The children’s mother had testified at trial that she had filed the protective order due to her concern for her and her children’s safety because of numerous texts the father had sent, which over the years had “progressively gotten worse.” The parties focused on events that occurred during the four months that preceded the filing of the protective order. The children’s mother denied steering the older child toward identifying as transgender but had actively supported the child’s decision to be transgender by arranging for therapy and attending meetings of Parents, Families, and Friends of Lesbians and Gays (“PFLAG”).
However, when the 15-year-old child told his father that he identified as transgender, the father “opposed” his decision and refused to call him by his preferred name. The child then engaged in the self-harming behavior of “cutting.” The child’s father sent text messages including “What is your email address?” and “I’m sending you an email, and I’m copying your mother and my lawyer. I’m t[ir]ed of the BS manipulations. Your grandmother doesn’t call you, and neither does either one of your aunts and uncle up here, and for some reason, my Christian beliefs are being attacked, so the intent is for a trial so that everyone can understand what your mother has manipulated a wedge after you and I had already come to an agreement [to call you a shortened version of your given name].”
The father testified that his actions occurred only because he was concerned for his children’s souls and had no intent to harm them.
Maryland courts are authorized to enter a final protective order when a parent has caused “mental injury” to his or her child. “Mental injury” is defined as “the observable, identifiable, and substantial impairment of a child’s mental or psychological ability to function caused by a reckless or intentional act or series of acts[.]” FL § 5-701(r). Both physical and mental harm must be intentional or reckless and cannot be the product of an accident. “Recklessness” conduct is conduct that exposes the victim to a substantial risk of harm. This provision only includes children, not adults.
The Family Law (“FL”) Article of the Maryland Code governs domestic violence. Its purpose is “to protect and aid victims of domestic abuse by providing . . . immediate and effective remed[ies]” wide in variety and scope to “avoid future abuse.” 365 Md. 122, 134 (2001) The primary goals of the statute are preventative, protective, and remedial, not punitive.”
To determine whether the child’s mental or psychological ability had been impaired by an intentional or reckless act or series of acts, the appellate court used the “threats” definition established by the Supreme Court of Maryland case in the case of Katsenelenbogen. This case states:
The issue . . .is whether a reasonable person with a background of physical or mental abuse could perceive the [harmful]situation in the same way. A person who has been subjected to the kind of [prior] abuse may well be sensitive to non-verbal signals or code words that have proved threatening in the past to that victim but which someone else, not having that experience, would not perceive to be threatening. The reasonableness of an asserted fear emanating from that kind of conduct or communication must be viewed from the perspective of the particular victim. Any special vulnerability or dependence by the victim, by virtue of physical, mental, or emotional condition or impairment, also must be considered by the court.
Court’s Important Ruling
The court found that the Father “has repeatedly communicated in person and through text messages homophobic comments and religious beliefs, both threatened and caused mental injury to the child. It concluded that the child was fearful of getting hit due to his father’s anger and aggressiveness in the past and his reaction to him coming out as gay.” The court also found that the father’s repeated homophobic comments were made in reckless disregard to the child’s welfare creating a “substantial risk” of a traumatizing mental injury.
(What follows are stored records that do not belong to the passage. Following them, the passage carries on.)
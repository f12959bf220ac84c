use std::collections::HashMap;

use crate::oracle::WordOracle;

/// Outcome of validating a candidate word against a rack and the dictionary
#[derive(Debug, Clone, Copy, PartialEq, Eq)]
pub enum Verdict {
    Valid,
    CannotForm,
    NotInDictionary,
}

impl Verdict {
    /// User-facing reason string for a rejection
    pub fn reason(&self) -> &'static str {
        match self {
            Verdict::Valid => "Valid word.",
            Verdict::CannotForm => "Cannot form the word with available tiles.",
            Verdict::NotInDictionary => "Word not found in dictionary.",
        }
    }

    pub fn is_valid(&self) -> bool {
        matches!(self, Verdict::Valid)
    }
}

/// Validates candidate words against a player's rack and the dictionary.
///
/// Owns the word-validity cache for one game session: each distinct word
/// hits the oracle at most once, after which the cached boolean is served
/// for the rest of the session. The cache grows monotonically and is never
/// evicted.
pub struct WordValidator<O: WordOracle> {
    oracle: O,
    cache: HashMap<String, bool>,
}

impl<O: WordOracle> WordValidator<O> {
    pub fn new(oracle: O) -> Self {
        Self {
            oracle,
            cache: HashMap::new(),
        }
    }

    /// Check whether the rack's tiles can supply the word's letter multiset
    pub fn can_form(word: &str, rack: &[char]) -> bool {
        let mut available: HashMap<char, usize> = HashMap::new();
        for &tile in rack {
            *available.entry(tile.to_ascii_uppercase()).or_insert(0) += 1;
        }

        let mut needed: HashMap<char, usize> = HashMap::new();
        for ch in word.to_uppercase().chars() {
            *needed.entry(ch).or_insert(0) += 1;
        }

        needed
            .iter()
            .all(|(ch, count)| available.get(ch).copied().unwrap_or(0) >= *count)
    }

    /// Check dictionary membership, consulting the oracle on a cache miss.
    ///
    /// Oracle failure is treated as accept (fail-open) so an API outage
    /// never blocks play; the accept is cached for the session like any
    /// other result.
    pub async fn is_dictionary_word(&mut self, word: &str) -> bool {
        let key = word.to_uppercase();

        if let Some(&cached) = self.cache.get(&key) {
            tracing::debug!(word = %key, valid = cached, "word cache hit");
            return cached;
        }

        let is_valid = match self.oracle.lookup(word).await {
            Ok(exists) => exists,
            Err(e) => {
                tracing::warn!(word = %key, error = %e, "could not verify word, accepting it");
                true
            }
        };

        self.cache.insert(key, is_valid);
        is_valid
    }

    /// Full validation: tile formability first, then the dictionary.
    ///
    /// Formability is always checked before the (slower, external)
    /// dictionary lookup, so an unformable word never reaches the oracle.
    pub async fn validate(&mut self, word: &str, rack: &[char]) -> Verdict {
        if !Self::can_form(word, rack) {
            return Verdict::CannotForm;
        }

        if !self.is_dictionary_word(word).await {
            return Verdict::NotInDictionary;
        }

        Verdict::Valid
    }
}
After finding “mental abuse”, the court limited the son’s visitation with his Father to “occur only if the child is comfortable with doing so” and that the father could communicate with the child “but may not use that communication to abuse the child regarding the child’s sexual orientation and/or religion.” It is noteworthy that the Court added a footnote to the decision that the case did not raise nor address “any constitutional rights regarding the freedom of religion or parental rights.” This case enshrines into law that a parent cannot repeatedly threaten or abuse a child when addressing sensitive issues like sexual orientation.